● **TASK STATEMENT**: Check each line of the listing below for the string "when", and copy the ones that have it.

● **SUPPLIED MATERIAL**:
--- START ---

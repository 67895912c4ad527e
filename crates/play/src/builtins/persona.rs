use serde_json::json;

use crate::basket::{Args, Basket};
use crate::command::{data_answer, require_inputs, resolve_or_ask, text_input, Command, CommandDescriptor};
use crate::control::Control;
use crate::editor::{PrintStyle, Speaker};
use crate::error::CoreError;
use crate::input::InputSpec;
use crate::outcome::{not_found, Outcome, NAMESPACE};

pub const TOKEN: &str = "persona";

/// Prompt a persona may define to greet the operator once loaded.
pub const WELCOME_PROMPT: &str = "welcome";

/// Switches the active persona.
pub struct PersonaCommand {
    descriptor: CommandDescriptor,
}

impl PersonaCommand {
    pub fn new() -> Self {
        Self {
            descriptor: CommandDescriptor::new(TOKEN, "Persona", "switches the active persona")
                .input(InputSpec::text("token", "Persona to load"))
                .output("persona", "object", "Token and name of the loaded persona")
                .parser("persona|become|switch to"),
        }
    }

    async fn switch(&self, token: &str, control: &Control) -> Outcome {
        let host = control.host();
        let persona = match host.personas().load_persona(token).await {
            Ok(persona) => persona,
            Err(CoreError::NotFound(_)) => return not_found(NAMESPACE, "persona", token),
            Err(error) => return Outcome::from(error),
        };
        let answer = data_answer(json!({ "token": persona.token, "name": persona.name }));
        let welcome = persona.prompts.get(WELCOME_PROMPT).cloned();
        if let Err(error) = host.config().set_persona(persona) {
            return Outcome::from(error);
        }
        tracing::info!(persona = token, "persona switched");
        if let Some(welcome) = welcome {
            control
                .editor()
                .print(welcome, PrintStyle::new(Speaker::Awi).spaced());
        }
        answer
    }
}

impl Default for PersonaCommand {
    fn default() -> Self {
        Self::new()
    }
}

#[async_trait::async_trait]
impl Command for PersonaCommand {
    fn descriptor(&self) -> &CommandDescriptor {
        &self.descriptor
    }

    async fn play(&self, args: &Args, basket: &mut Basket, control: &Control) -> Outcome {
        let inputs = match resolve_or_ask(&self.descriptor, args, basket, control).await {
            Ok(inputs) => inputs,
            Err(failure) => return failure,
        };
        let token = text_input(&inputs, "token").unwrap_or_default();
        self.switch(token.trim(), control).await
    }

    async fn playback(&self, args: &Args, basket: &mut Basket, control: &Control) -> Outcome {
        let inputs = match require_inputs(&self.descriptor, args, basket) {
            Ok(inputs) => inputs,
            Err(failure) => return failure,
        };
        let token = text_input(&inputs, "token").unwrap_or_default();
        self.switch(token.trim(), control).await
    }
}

--- END ---
--- START ---

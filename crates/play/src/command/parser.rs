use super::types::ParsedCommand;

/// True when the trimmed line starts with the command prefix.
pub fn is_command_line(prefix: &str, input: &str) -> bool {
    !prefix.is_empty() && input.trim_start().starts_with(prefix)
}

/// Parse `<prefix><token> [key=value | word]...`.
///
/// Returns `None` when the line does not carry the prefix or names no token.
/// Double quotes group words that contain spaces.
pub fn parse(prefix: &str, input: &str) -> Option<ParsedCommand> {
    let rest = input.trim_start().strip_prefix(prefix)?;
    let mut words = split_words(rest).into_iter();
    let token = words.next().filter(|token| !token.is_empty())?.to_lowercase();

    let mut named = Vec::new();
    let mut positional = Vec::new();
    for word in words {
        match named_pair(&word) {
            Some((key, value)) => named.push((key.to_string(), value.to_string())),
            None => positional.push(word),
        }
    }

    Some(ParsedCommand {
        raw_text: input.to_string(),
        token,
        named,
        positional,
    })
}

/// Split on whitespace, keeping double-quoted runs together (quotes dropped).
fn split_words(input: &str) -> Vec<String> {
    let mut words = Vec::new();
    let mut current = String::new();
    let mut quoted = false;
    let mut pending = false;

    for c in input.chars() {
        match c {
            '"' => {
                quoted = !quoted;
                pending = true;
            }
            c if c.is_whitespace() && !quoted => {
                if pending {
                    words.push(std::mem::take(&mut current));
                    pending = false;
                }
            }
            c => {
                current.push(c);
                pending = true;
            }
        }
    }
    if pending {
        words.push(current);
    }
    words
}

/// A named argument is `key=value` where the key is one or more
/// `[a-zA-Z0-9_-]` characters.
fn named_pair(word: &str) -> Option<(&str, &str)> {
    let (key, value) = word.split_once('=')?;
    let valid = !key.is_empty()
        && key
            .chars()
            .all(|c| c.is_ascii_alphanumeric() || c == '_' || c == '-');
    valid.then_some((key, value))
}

--- END ---
--- START ---

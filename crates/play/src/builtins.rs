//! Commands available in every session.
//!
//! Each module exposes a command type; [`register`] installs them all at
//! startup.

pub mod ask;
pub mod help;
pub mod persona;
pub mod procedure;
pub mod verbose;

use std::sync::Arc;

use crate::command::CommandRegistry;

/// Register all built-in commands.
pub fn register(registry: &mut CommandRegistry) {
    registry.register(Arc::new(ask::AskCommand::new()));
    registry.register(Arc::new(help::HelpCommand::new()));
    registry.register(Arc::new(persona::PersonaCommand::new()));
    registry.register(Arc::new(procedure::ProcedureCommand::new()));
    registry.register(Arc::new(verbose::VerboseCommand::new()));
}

--- END ---

● **TASK SOLUTION**:
/// True when the trimmed line starts with the command prefix.
/// Returns `None` when the line does not carry the prefix or names no token.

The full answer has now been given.